This accessible page is a derivative of https://www.researchcatalogue.net/view/2938321/3620183 which it is meant to support and not replace.
Video description: A video showing an excerpt from the piece Blocking Behaviours, running with two web browsers. The visual outcomes of the simulations are displayed, and the simulation data is fed back to the live-coding environment. The video captures the feedback nature of the piece where the code influences the simulations, which in turn influence the music emerging from the code through a circular causality. The sounds are made using custom waveform generators and sound rather noisy.

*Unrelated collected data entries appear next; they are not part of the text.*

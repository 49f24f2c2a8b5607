use super::helper;
use crate::auth::AuthUser;
use crate::errors::AppError;
use crate::model::contest::{Contest, NewContest};
use crate::payloads::contest::CreateContestPayload;
use crate::response::ApiResponse;
use crate::schema::contests::dsl as contests_dsl;
use axum::extract::{Path, State};
use axum::response::Json;
use chrono::Utc;
use deadpool_diesel::sqlite::Pool;
use diesel::prelude::*;
use tracing::{info, instrument};

/// Creates a contest owned by the calling user.
///
/// Returns (wrapped in `ApiResponse`)
/// * `Contest`: the created contest (200 OK).
/// * `400 Bad Request`: If the title is empty or end_time precedes start_time.
#[instrument(skip(pool, payload))]
pub async fn create_contest(
    State(pool): State<Pool>,
    user: AuthUser,
    Json(payload): Json<CreateContestPayload>,
) -> Result<ApiResponse<Contest>, AppError> {
    if payload.title.trim().is_empty() {
        return Err(AppError::BadRequest("Title is required".to_string()));
    }
    if payload.end_time < payload.start_time {
        return Err(AppError::BadRequest(
            "End time must be after start time".to_string(),
        ));
    }

    let new_contest = NewContest {
        title: payload.title,
        start_time: payload.start_time.naive_utc(),
        end_time: payload.end_time.naive_utc(),
        created_by: user.0.sub,
        created_at: Utc::now().naive_utc(),
    };

    let contest = helper::run_query(&pool, move |conn_sync| {
        diesel::insert_into(contests_dsl::contests)
            .values(&new_contest)
            .get_result::<Contest>(conn_sync)
    })
    .await?;

    info!("User {} created contest {}", user.0.sub, contest.id);
    Ok(ApiResponse::ok(contest))
}

/// Lists all contests, newest first.
#[instrument(skip(pool))]
pub async fn list_contests(State(pool): State<Pool>) -> Result<ApiResponse<Vec<Contest>>, AppError> {
    let contests = helper::run_query(&pool, |conn_sync| {
        contests_dsl::contests
            .order(contests_dsl::created_at.desc())
            .load::<Contest>(conn_sync)
    })
    .await?;

    Ok(ApiResponse::ok(contests))
}

/// Fetches a single contest.
///
/// Returns (wrapped in `ApiResponse`)
/// * `Contest` (200 OK).
/// * `404 Not Found`: If no contest has the given id.
#[instrument(skip(pool))]
pub async fn get_contest(
    State(pool): State<Pool>,
    Path(contest_id): Path<i32>,
) -> Result<ApiResponse<Contest>, AppError> {
    let contest = helper::run_query(&pool, move |conn_sync| {
        contests_dsl::contests
            .find(contest_id)
            .first::<Contest>(conn_sync)
            .optional()
    })
    .await?;

    contest
        .map(ApiResponse::ok)
        .ok_or_else(|| AppError::NotFound("Contest not found".to_string()))
}
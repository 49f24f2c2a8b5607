use crate::schema::contests;
use chrono::NaiveDateTime;
use diesel::prelude::*;
use serde::{Deserialize, Serialize};

#[derive(Queryable, Serialize, Deserialize, Debug)]
pub struct Contest {
    pub id: i32,
    pub title: String,
    pub start_time: NaiveDateTime,
    pub end_time: NaiveDateTime,
    pub created_by: i32,
    pub created_at: NaiveDateTime,
}

impl Contest {
    /// A contest is open iff `now` lies in [start_time, end_time).
    pub fn is_open_at(&self, now: NaiveDateTime) -> bool {
        self.start_time <= now && now < self.end_time
    }
}

#[derive(Insertable, Debug)]
#[diesel(table_name = contests)]
pub struct NewContest {
    pub title: String,
    pub start_time: NaiveDateTime,
    pub end_time: NaiveDateTime,
    pub created_by: i32,
    pub created_at: NaiveDateTime,
}
use serde::{Deserialize, Serialize};

#[derive(Serialize, Deserialize, Debug)]
pub struct SubmitCodePayload {
    pub problem_id: i32,
    pub contest_id: Option<i32>,
    pub language: String,
    pub code: String,
}

#[derive(Deserialize, Debug)]
pub struct SubmissionsParams {
    pub contest_id: i32,
}
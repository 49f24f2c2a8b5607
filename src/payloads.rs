pub mod auth;
pub mod contest;
pub mod problem;
pub mod submission;
pub mod testcase;
use serde::{Deserialize, Serialize};

#[derive(Serialize, Deserialize, Debug)]
pub struct CreateProblemPayload {
    pub contest_id: Option<i32>,
    pub title: String,
    pub statement: String,
    pub time_limit: Option<i32>,
    pub memory_limit: Option<i32>,
}

#[derive(Deserialize, Debug)]
pub struct ProblemsParams {
    pub contest_id: i32,
}
use chrono::{DateTime, Utc};
use serde::{Deserialize, Serialize};

#[derive(Serialize, Deserialize, Debug)]
pub struct CreateContestPayload {
    pub title: String,
    pub start_time: DateTime<Utc>,
    pub end_time: DateTime<Utc>,
}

Click on https://www.researchcatalogue.net/view/2938321/3620183#tool-3620384 to watch the video.
Attaching Behaviours
Created for the International Conference on Live Coding (ICLC) in Utrecht (April 2023), Blocking Behaviours is a solo performance piece exploring the mapping of agent-based interaction to sound synthesis. The piece was realised with software built in SuperCollider and the Terra.js JavaScript library. Through Terra.js, local interactions can be set up with the goal of ‘creating and analysing biological simulations’ (https://rileyjshaw.com/terra). The piece questions the relationship between generative activity through the simulations that are ‘interpreted’ by sound processes in SuperCollider that in turn shape the simulation, creating feedback networks. The idea is that evolving processes are set in motion where the creator/composer becomes an observer of various developments. The observer (live-coder) then attaches sound-producing algorithms to the simulations so that the resulting music becomes an interpretation of how they act. Interaction emerges through the observation of a rule-based system by attaching operations instead of interactions. The concerns behind this piece have been discussed elsewhere (Gunnarsson 2023) and the recorded performance can be viewed here.

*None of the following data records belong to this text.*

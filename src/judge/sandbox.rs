use super::language::{CommandTuple, Language};
use async_trait::async_trait;
use std::process::Stdio;
use std::sync::Arc;
use std::time::Instant;
use tempfile::TempDir;
use thiserror::Error;
use tokio::io::AsyncWriteExt;
use tokio::process::Command;
use tokio::time::{Duration, timeout};
use tracing::debug;

/// Wall-clock ceiling for a compiler invocation. A submission's own limits
/// apply only to test execution.
const COMPILE_TIMEOUT_MS: u64 = 30_000;

#[derive(Error, Debug)]
pub enum SandboxError {
    #[error("sandbox i/o failure")]
    Io(#[from] std::io::Error),
}

#[derive(Clone, Copy, Debug)]
pub struct ExecLimits {
    pub time_limit_ms: i32,
    pub memory_limit_mb: i32,
}

/// Outcome of compiling a submission: an executable artifact, or the
/// program's own fault (which is a verdict, not a sandbox error).
pub enum Compiled<A> {
    Ok(A),
    Error { stderr: String },
}

#[derive(Clone, Copy, PartialEq, Eq, Debug)]
pub enum RunStatus {
    Ok,
    TimeLimitExceeded,
    MemoryLimitExceeded,
    RuntimeError,
}

#[derive(Debug)]
pub struct RunOutcome {
    pub status: RunStatus,
    pub stdout: String,
    pub time_ms: i32,
}

/// Seam between the verdict state machine and actual program execution.
/// Production uses [`ProcessSandbox`]; tests drive the state machine with a
/// scripted implementation.
#[async_trait]
pub trait Sandbox: Send + Sync + 'static {
    type Artifact: Send + Sync + 'static;

    async fn compile(
        &self,
        language: Language,
        code: &str,
    ) -> Result<Compiled<Self::Artifact>, SandboxError>;

    async fn run(
        &self,
        artifact: &Self::Artifact,
        input: &str,
        limits: ExecLimits,
    ) -> Result<RunOutcome, SandboxError>;
}

/// Executes submissions as local processes in a scratch directory, with a
/// wall-clock timeout and an address-space rlimit standing in for a full
/// container sandbox.
#[derive(Clone, Default, Debug)]
pub struct ProcessSandbox;

pub struct ProcessArtifact {
    dir: Arc<TempDir>,
    language: Language,
}

#[async_trait]
impl Sandbox for ProcessSandbox {
    type Artifact = ProcessArtifact;

    async fn compile(
        &self,
        language: Language,
        code: &str,
    ) -> Result<Compiled<ProcessArtifact>, SandboxError> {
        let dir = TempDir::new()?;
        tokio::fs::write(dir.path().join(language.source_file()), code).await?;

        if let Some(command) = language.compile_command(dir.path()) {
            debug!(?command, "compiling submission");
            let output = timeout(
                Duration::from_millis(COMPILE_TIMEOUT_MS),
                Command::new(&command.binary_path)
                    .args(&command.args)
                    .current_dir(dir.path())
                    .stdin(Stdio::null())
                    .stdout(Stdio::null())
                    .stderr(Stdio::piped())
                    .output(),
            )
            .await;

            match output {
                Err(_elapsed) => {
                    return Ok(Compiled::Error {
                        stderr: "compilation timed out".to_string(),
                    });
                }
                Ok(result) => {
                    let result = result?;
                    if !result.status.success() {
                        return Ok(Compiled::Error {
                            stderr: String::from_utf8_lossy(&result.stderr).into_owned(),
                        });
                    }
                }
            }
        }

        Ok(Compiled::Ok(ProcessArtifact {
            dir: Arc::new(dir),
            language,
        }))
    }

    async fn run(
        &self,
        artifact: &ProcessArtifact,
        input: &str,
        limits: ExecLimits,
    ) -> Result<RunOutcome, SandboxError> {
        let command = artifact.language.run_command(artifact.dir.path());
        let mut cmd = Command::new(&command.binary_path);
        cmd.args(&command.args)
            .current_dir(artifact.dir.path())
            .stdin(Stdio::piped())
            .stdout(Stdio::piped())
            .stderr(Stdio::piped())
            .kill_on_drop(true);

        apply_memory_limit(&mut cmd, limits.memory_limit_mb);

        let started = Instant::now();
        let mut child = cmd.spawn()?;

        // Fed concurrently with the wait below. An input larger than the
        // pipe buffer handed to a program that is slow to read it must not
        // stall the clock: the wall budget covers the whole run, write
        // included. A program that never reads its input closes the pipe
        // early; that is its own business, not a judge failure.
        let stdin = child.stdin.take();
        let payload = input.as_bytes().to_vec();
        let feeder = tokio::spawn(async move {
            if let Some(mut stdin) = stdin {
                let _ = stdin.write_all(&payload).await;
            }
        });

        let wall_budget = Duration::from_millis(limits.time_limit_ms as u64 + 50);
        let output = match timeout(wall_budget, child.wait_with_output()).await {
            Err(_elapsed) => {
                feeder.abort();
                return Ok(RunOutcome {
                    status: RunStatus::TimeLimitExceeded,
                    stdout: String::new(),
                    time_ms: limits.time_limit_ms,
                });
            }
            Ok(output) => output?,
        };

        let time_ms = started.elapsed().as_millis().min(i32::MAX as u128) as i32;

        if output.status.success() {
            return Ok(RunOutcome {
                status: RunStatus::Ok,
                stdout: String::from_utf8_lossy(&output.stdout).into_owned(),
                time_ms,
            });
        }

        let stderr = String::from_utf8_lossy(&output.stderr);
        let status = if looks_like_oom(&stderr) {
            RunStatus::MemoryLimitExceeded
        } else {
            RunStatus::RuntimeError
        };

        Ok(RunOutcome {
            status,
            stdout: String::from_utf8_lossy(&output.stdout).into_owned(),
            time_ms,
        })
    }
}

/// Death under the address-space rlimit surfaces differently per language:
/// C++ aborts on `bad_alloc`, Python raises `MemoryError`, the allocator may
/// print its own message.
fn looks_like_oom(stderr: &str) -> bool {
    stderr.contains("bad_alloc") || stderr.contains("MemoryError") || stderr.contains("out of memory")
}

#[cfg(unix)]
fn apply_memory_limit(cmd: &mut Command, memory_limit_mb: i32) {
    let bytes = (memory_limit_mb.max(1) as u64).saturating_mul(1024 * 1024);
    unsafe {
        cmd.pre_exec(move || {
            let limit = libc::rlimit {
                rlim_cur: bytes,
                rlim_max: bytes,
            };
            if libc::setrlimit(libc::RLIMIT_AS, &limit) != 0 {
                return Err(std::io::Error::last_os_error());
            }
            Ok(())
        });
    }
}

#[cfg(not(unix))]
fn apply_memory_limit(_cmd: &mut Command, _memory_limit_mb: i32) {}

The sound material that was composed as part of Blocking Behaviours played with the idea of sound as a ‘behaviour’ that can be ‘attached’ to an organisation principle (the simulations). Important for such sonorities is not how they start and stop but their internal patterning and approach to change. They could be running for a certain amount of time, without any goal-oriented direction, and what would be heard are the sonic changes and behaviour. The sounds are all generated in real time and a very important part of the piece was to compose those behaving sonorities. The original duration of the piece was around forty-five minutes before being reduced to a final twenty-minute format. The piece was composed for four channels and the sound material reflects the quadraphonic format. Instead of spatialising a fixed input, the generated spatial movements are just as much part of the behaving textures as any other aspect of the sound. Having spent a considerable amount of time composing and preparing the piece, large sets of material were created but only a small fraction of them have been used in the piece.
Images descriptions: Snapshots from Blocking Behaviours.